▸ **Task item**
Filter these entries, keeping only lines that hold the word "keys".

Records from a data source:
● ● ● ● ● ● ●

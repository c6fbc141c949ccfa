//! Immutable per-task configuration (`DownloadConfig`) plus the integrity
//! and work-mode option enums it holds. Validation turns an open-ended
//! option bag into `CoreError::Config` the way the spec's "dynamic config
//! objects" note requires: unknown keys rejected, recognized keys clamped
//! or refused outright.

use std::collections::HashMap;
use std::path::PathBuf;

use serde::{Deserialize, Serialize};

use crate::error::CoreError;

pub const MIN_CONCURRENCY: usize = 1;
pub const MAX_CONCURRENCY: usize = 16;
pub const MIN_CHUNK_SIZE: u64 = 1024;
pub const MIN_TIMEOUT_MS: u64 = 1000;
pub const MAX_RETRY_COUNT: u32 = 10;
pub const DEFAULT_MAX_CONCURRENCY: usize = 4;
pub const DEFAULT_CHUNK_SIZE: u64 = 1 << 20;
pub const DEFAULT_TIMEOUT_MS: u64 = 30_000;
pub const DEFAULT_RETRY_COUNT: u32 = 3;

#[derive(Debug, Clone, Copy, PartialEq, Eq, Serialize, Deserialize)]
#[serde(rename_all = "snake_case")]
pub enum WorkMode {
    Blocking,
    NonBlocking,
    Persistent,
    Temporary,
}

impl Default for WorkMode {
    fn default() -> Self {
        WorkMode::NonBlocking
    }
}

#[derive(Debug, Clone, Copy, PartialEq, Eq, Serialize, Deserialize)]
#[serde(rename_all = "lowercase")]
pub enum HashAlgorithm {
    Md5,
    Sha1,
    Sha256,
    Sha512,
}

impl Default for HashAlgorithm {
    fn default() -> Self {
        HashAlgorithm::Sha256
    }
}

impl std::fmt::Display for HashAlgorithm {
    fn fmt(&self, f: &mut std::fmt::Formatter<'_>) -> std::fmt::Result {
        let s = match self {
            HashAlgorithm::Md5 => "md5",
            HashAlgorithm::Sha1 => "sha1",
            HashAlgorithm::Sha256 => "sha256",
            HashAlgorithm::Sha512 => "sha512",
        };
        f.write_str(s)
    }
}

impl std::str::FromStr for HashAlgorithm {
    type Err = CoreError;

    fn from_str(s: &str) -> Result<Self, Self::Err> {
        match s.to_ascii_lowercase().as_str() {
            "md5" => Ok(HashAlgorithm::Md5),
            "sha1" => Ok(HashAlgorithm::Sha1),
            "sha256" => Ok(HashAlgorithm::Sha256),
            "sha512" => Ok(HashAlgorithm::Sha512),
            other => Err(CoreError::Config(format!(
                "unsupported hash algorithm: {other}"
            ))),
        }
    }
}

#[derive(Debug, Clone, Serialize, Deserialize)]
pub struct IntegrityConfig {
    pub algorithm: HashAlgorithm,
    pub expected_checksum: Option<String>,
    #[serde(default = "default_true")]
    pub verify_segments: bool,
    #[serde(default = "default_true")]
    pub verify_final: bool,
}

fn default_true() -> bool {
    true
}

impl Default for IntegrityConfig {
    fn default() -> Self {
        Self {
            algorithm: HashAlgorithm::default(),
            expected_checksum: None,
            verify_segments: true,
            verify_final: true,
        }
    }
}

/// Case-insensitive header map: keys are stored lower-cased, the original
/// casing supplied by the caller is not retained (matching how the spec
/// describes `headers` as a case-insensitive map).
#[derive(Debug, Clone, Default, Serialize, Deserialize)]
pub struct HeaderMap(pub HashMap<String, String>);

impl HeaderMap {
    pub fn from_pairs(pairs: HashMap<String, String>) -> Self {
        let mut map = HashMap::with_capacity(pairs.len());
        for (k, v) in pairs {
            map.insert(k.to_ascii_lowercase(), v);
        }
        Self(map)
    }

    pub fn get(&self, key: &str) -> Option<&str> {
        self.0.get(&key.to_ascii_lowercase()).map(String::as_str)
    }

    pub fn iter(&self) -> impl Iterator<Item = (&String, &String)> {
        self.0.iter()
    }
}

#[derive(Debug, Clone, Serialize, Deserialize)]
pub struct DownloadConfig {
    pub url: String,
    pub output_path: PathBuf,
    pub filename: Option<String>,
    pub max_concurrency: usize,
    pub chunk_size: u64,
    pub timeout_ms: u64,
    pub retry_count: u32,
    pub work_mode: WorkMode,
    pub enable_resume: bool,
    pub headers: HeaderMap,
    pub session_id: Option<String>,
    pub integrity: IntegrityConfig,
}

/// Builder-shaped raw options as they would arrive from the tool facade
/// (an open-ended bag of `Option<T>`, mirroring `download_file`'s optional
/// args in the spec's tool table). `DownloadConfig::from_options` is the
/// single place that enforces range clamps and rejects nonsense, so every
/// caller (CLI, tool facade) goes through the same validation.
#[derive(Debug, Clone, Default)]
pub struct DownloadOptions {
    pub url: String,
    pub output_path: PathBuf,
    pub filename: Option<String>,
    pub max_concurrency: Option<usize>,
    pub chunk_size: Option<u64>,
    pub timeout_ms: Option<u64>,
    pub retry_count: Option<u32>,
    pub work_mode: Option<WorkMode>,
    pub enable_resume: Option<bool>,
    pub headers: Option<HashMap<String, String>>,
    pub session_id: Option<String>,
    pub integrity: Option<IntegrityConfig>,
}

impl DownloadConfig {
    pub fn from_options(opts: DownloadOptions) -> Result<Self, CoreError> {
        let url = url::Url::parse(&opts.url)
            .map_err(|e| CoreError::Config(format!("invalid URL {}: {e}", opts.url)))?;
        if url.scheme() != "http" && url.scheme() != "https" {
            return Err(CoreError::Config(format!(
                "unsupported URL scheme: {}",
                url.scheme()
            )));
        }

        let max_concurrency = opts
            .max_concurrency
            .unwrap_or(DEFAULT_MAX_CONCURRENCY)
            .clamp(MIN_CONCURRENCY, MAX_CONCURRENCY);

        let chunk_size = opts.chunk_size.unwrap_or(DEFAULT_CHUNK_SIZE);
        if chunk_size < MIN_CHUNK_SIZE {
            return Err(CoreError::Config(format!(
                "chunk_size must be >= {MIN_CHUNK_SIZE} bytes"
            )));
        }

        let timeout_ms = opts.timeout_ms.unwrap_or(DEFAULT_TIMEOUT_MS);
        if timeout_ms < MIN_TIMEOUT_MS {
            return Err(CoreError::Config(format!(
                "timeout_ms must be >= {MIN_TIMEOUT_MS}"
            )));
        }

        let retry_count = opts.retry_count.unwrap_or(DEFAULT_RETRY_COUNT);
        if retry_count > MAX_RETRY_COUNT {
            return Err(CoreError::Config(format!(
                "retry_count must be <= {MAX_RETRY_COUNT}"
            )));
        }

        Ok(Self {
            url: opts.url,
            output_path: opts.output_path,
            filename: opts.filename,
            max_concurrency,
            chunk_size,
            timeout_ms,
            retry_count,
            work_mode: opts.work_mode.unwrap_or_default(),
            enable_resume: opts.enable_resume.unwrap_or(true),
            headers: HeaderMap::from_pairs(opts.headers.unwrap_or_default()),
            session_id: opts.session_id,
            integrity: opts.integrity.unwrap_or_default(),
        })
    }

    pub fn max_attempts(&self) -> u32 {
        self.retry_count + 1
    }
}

● ● ● ● ● ● ●

▸ **Reply**
//! objects" note requires: unknown keys rejected, recognized keys clamped
/// Case-insensitive header map: keys are stored lower-cased, the original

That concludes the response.